# Records shown
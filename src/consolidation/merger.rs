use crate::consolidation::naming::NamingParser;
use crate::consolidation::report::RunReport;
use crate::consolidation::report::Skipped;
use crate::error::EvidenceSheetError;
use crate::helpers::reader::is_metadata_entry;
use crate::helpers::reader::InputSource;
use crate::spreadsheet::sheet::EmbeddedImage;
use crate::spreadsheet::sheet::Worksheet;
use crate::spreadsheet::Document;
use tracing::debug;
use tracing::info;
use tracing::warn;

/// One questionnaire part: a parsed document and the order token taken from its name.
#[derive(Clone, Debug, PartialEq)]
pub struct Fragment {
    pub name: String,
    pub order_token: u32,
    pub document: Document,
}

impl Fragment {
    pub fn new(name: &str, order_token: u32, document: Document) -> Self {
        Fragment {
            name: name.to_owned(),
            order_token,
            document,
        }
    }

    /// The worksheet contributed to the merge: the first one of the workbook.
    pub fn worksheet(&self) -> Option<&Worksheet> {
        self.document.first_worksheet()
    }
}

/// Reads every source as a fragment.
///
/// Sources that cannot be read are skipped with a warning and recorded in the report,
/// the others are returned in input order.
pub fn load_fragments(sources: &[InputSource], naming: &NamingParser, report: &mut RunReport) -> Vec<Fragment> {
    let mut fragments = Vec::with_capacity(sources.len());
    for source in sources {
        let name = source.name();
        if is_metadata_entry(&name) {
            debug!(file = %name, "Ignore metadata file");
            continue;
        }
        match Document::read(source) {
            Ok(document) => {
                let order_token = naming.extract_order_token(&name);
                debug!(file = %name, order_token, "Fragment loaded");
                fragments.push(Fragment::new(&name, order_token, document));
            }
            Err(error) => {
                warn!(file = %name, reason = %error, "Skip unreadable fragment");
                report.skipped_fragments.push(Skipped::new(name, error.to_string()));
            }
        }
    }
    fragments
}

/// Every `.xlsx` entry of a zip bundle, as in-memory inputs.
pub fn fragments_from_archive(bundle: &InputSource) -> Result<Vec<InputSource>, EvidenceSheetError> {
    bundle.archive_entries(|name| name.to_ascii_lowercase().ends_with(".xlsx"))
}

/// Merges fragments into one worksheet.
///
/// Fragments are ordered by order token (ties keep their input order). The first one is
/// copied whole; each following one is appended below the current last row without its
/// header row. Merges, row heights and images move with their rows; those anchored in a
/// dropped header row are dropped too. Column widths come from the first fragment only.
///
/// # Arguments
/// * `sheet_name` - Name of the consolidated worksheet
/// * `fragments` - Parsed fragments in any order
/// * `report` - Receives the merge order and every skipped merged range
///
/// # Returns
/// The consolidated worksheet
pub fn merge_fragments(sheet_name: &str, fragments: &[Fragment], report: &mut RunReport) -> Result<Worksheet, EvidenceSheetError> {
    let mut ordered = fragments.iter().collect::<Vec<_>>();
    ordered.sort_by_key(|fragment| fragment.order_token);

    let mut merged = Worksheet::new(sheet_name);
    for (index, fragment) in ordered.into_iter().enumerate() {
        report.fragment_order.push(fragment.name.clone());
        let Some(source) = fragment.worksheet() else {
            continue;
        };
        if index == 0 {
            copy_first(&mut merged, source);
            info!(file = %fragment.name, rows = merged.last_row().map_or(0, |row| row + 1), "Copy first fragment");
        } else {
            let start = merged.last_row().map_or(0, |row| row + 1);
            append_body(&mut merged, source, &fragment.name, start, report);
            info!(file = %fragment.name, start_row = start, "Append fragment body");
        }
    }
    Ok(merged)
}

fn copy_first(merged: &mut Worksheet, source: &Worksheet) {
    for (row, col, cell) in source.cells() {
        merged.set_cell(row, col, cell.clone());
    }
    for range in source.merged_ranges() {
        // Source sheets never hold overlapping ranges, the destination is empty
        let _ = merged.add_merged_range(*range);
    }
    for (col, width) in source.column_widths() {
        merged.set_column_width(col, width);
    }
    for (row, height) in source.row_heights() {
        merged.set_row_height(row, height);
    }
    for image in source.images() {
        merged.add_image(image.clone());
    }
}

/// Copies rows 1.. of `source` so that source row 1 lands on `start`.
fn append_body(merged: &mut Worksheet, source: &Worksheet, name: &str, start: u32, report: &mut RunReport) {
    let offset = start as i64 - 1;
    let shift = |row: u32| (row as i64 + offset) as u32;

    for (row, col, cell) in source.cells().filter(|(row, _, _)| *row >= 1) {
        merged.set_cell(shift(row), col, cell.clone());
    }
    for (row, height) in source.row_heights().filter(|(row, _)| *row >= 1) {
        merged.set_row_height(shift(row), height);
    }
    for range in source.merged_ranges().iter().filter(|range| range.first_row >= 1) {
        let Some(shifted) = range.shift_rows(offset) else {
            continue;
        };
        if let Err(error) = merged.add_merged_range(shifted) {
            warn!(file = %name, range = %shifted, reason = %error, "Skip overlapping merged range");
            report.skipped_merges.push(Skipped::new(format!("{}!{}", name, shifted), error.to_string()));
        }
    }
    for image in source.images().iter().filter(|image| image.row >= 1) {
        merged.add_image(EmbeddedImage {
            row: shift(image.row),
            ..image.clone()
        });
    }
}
* * *
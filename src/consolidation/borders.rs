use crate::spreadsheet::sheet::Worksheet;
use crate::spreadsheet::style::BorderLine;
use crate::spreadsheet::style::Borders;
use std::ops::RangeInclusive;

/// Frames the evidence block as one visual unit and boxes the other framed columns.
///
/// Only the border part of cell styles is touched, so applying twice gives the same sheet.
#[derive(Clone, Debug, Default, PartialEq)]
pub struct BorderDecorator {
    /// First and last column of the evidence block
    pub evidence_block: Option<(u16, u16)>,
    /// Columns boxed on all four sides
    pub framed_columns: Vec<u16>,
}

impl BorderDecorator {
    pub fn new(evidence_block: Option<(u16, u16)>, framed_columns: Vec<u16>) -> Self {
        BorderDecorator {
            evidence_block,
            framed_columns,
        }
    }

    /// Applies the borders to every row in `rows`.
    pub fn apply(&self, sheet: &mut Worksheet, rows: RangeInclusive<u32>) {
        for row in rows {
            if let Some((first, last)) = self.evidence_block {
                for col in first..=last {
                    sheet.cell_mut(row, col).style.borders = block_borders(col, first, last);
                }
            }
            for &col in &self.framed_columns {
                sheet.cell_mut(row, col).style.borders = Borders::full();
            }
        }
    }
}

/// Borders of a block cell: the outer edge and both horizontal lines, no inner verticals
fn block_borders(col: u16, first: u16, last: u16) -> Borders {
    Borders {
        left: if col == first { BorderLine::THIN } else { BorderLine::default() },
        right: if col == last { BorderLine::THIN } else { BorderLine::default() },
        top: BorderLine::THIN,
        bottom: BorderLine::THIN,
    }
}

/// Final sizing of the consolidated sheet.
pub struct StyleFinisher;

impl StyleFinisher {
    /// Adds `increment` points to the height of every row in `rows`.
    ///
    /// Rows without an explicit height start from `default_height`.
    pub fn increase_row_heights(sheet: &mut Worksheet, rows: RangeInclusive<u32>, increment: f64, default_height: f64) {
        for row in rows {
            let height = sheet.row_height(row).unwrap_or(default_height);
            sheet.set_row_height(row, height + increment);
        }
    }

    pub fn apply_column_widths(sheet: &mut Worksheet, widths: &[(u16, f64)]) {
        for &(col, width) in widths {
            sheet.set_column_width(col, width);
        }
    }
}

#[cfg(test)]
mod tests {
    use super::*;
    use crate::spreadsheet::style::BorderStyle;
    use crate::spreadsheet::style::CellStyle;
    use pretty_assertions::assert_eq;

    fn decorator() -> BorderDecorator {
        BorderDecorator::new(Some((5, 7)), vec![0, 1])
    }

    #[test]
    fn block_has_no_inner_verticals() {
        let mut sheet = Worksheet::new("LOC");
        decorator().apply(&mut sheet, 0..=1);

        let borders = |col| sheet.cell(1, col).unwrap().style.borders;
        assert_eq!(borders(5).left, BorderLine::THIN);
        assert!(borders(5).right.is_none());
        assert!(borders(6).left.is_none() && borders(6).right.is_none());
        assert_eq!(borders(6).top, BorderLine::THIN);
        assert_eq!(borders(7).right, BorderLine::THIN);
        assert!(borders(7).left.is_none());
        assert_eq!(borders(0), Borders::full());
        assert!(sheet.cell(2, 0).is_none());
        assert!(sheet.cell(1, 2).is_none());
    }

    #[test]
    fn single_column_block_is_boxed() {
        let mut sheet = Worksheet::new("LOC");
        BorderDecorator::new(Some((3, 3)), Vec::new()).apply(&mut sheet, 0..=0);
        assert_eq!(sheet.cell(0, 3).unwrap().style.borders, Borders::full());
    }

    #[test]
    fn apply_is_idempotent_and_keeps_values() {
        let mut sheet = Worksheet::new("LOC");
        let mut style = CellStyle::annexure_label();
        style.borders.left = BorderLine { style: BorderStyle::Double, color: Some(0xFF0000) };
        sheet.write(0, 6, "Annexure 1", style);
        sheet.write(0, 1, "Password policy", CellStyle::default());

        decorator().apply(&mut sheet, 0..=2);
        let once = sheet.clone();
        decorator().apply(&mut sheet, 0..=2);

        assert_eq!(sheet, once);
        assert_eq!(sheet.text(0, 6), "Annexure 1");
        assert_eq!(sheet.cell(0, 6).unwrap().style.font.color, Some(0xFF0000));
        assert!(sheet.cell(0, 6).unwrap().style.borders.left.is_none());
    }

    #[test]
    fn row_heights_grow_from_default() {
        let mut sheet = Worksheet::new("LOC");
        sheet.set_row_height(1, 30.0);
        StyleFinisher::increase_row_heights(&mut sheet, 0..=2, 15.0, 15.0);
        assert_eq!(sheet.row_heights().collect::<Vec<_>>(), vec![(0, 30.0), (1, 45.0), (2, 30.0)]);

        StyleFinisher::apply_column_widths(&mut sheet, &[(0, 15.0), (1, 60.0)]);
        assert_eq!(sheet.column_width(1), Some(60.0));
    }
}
--
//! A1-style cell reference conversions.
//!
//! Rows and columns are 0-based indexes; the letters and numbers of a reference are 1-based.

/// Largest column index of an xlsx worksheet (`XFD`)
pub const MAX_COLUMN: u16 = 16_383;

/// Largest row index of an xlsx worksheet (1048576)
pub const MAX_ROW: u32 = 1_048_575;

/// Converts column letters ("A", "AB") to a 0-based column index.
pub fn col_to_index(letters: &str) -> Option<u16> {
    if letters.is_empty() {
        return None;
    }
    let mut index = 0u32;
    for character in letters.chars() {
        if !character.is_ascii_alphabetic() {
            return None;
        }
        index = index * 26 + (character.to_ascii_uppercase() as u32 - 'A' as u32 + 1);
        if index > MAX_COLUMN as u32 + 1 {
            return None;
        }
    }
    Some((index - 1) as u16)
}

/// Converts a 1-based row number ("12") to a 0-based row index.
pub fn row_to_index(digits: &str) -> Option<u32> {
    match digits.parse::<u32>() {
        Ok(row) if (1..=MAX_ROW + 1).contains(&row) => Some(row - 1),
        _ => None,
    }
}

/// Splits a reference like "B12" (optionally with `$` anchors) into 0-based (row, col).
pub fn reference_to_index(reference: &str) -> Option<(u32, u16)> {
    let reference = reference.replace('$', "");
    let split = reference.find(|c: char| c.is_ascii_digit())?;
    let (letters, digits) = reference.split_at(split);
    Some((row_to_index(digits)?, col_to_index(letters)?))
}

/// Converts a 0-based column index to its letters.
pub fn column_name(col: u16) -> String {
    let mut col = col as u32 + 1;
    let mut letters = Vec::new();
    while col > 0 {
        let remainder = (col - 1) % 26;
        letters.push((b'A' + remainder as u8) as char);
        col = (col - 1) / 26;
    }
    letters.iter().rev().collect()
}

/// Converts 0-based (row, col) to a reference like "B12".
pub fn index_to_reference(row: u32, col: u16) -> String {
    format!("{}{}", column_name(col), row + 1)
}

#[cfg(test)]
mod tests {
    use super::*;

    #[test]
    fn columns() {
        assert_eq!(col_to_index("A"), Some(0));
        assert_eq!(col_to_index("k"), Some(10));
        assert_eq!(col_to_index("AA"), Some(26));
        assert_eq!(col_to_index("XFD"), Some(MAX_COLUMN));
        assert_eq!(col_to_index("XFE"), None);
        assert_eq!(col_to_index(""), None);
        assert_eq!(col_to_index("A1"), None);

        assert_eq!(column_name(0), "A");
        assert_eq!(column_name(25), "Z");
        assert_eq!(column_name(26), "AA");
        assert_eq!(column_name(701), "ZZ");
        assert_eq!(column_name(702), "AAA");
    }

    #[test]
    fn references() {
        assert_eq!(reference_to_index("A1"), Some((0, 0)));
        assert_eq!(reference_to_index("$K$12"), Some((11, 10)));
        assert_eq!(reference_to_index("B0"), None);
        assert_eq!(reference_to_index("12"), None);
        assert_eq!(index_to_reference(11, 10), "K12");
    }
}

# Exercise directions
Copy each line of the material where "increment" is found.

# Result
    /// Adds `increment` points to the height of every row in `rows`.
    pub fn increase_row_heights(sheet: &mut Worksheet, rows: RangeInclusive<u32>, increment: f64, default_height: f64) {
            sheet.set_row_height(row, height + increment);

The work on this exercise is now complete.